Claudia Alvares (ECREA) on the Paris Forum: "to enhance democratisation as well as citizens' engagament"


Claudia Alvares, speaker on the Media and Information Literacy Forum, has said that this is an opportunity for a "collective reflection and discussion on what is currently necessary, in terms of policy, to enhance both the possibilities of democratisation of decision-making processes as well as citizens' engagement with their 'lifeworld'.

Alvares is a member of the Scientific Committee of the European Science Foundation's Forward Look ‘Media Studies: new media and new literacies', which aims to identify a common European research agenda. Within this remit, she has focused specifically on the research line that centres on political engagement in an age of mediatisation. 

Follow Alvares' ideas at the European Media and Information Literacy Forum in Paris, which will be held on 27-28 May, 2014 at UNESCO headquarters.

GCE: What are your expectations towards the European Media and Information Literacy Forum? What advances, concerning policies, research and cooperation should be expected from it?

CA: The European Media Literacy Forum is occurring in a context of global crises -economic, cultural, political, social- all of which have repercussions on how citizens view themselves and the way that they relate to each other both at micro and macro levels. Taking into account that every level of society is profoundly impacted upon by the media, the capacity of citizens being able to respond to the context of crises is greatly conditioned by the way they are able to critically engage with and participate in the media.

My expectations towards the European Media Literacy Forum is that it may allow for a collective reflection and discussion on what is currently necessary, in terms of policy, to enhance both the possibilities of democratisation of decision-making processes as well as citizens' engagement with their 'lifeworld' through the media, without these objectives being confined to laudatory discourses on the wonders of new media. 

The fact is that despite new media facilitating the widening of the public sphere, the logic of political economic critique remains pertinent to understanding their insidious and instrumental attempts to condition information and cross personal data, with significant risks to the rights to being informed and to preserving individual privacy.

GCE:  What are the main challenges that Media literacy is facing at European level?
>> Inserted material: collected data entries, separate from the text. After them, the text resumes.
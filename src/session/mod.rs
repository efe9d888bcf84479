//! Execution host and session seams (application command vs gateway URL).
//!
//! parse_host_spec -> HostSpec { AppCommand | GatewayUrl }
//! `AppHost` runs operations by spawning the imaging application headlessly;
//! gateway URLs are recognized but their transport is not implemented, so
//! session creation against them fails cleanly.
//!
//! A session is created per invocation and released when it drops, on every
//! exit path.

use std::collections::HashMap;
use std::fmt;
use std::path::{Path, PathBuf};
use std::process::{Command, Stdio};
use std::time::Instant;

use shell_words::split as shell_split;
use thiserror::Error;
use url::Url;

use crate::{log_debug, log_trace};

/// Host-native field representation: named JSON values on both the input and
/// output side of an invocation.
pub type FieldMap = serde_json::Map<String, serde_json::Value>;

/// Environment prefix for session properties and host configuration.
pub const PROPERTY_ENV_PREFIX: &str = "SCRIPT_BRIDGE_";

/// Session property consulted by the dispatcher to detect parse-only mode.
pub const PARSE_PROPERTY: &str = "scripts.parse";

#[derive(Debug, Error)]
pub enum SessionError {
    #[error("invalid host spec: {0}")]
    InvalidSpec(String),
    #[error("cannot create session: {0}")]
    Connect(String),
    #[error("permission denied: {0}")]
    PermissionDenied(String),
}

#[derive(Debug, Error)]
pub enum ExecError {
    #[error("failed to launch application: {0}")]
    Spawn(#[from] std::io::Error),
    #[error("operation failed (exit {status}): {stderr}")]
    Failed { status: i32, stderr: String },
    #[error("malformed output from application: {0}")]
    InvalidOutput(String),
}

/// A parsed representation of a user-supplied host location.
///
/// It retains the original input for diagnostics and resolves to either a
/// local application command line or a remote gateway URL.
#[derive(Debug, Clone)]
pub enum HostSpec {
    /// The imaging application, spawned headlessly per execution.
    AppCommand {
        original: String,
        program: String,
        args: Vec<String>,
    },
    /// Remote gateway endpoint (http/https or ws/wss).
    GatewayUrl { original: String, url: Url },
}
CA: On the European level, the EU has promoted various initiatives to combating the digital divide so as to promote a more inclusive use ot new technologies. Issues linked to the digital divide may have suffered a regression in the Southern countries that have been hit the hardest by the economic crisis, due to widespread cuts in the education sector that have in part restricted, at least in Portugal, the widespread investment in new technologies at Schools.
Moreover, the inclusion of Media Literacy course units at the High School level, in countries where they do not exist, appears to be have been compromised by the current context of lack of funds. This context of economic restritcions is particularly alarming if one understands the main challenge facing Media Literacy at the European and global levels as being essentially related to the misappropriation and misuse of personal data online, which can only be avoided by teaching individuals how to responsibly use new technologies.

GCE: We are expecting 300 participants in the Forum, most of them stakeholders in this field, not only from Europe but also from other continents, mainly Africa and America. There are also participants from ministries, industry, social organizations, film libraries, universities, regulatory authorities, etc...: What should we expect from this opportunity for dialogue?

Taking into account the huge diversity in geographical and cultural backgrounds of participants and respective areas of expertise, I think that discussions should be essentially channeled into a particular, unifying field that translates as a common concern. This unifying theme could easily be that of new technologies, for independently of the degree to which these may be present in a particular region, they are indeed the main contemporary trigger to discussing conceptions of literacy, framed along various dimensions: 'knowledge deficit' that should be overcome essentially through media education so as to enable participation; public involvement in technology, in which public concerns challenge the science policy of governments and other authorities; the critical capacity of 'publics' to deconstruct normalised discourse on technology as conditioned by institutionalised forms of organisation and social relations.

GCE:  Does the European Foundation of Science have any specific presentation or project to propose/launch at this forum?

Yes, the European Science Foundation will present the Forward Look in Media Studies, called 'Media in Europe: New Questions for Research and Policy', in which strategic orientations for European research over the next 5-10 years are delineated on the basis of the exploration of four main topics: political engagement in an age of mediatisation, digital divides, content creation and creative industries, and identity formation: from facebook groups to institutional forms of cultural heritage.

GCE: What is the importance of this meeting concerning the definition of an European research agenda?

CA: The meeting will be important to identify a common European research agenda, linked to media literacy from a perspective focusing on new technologies. If a commonground is found regarding such interests, transcending national divides, this will be helpful in promoting a cohesive organisational framework for media research at the European level.However, taking into account that the meeting will include participants coming from various regions of the globe, it will be interesting to see how themes broached from a European angle are taken up from other perspectives. Thinking in strictly European terms from an isolationist perspective does not make sense, because Europe is historically, politically, socially and culturally intertwined with the rest of the world, and the themes broached within this ESF Forward Look force Europe to reflect on itself within a changing world characterised by changing relations of power.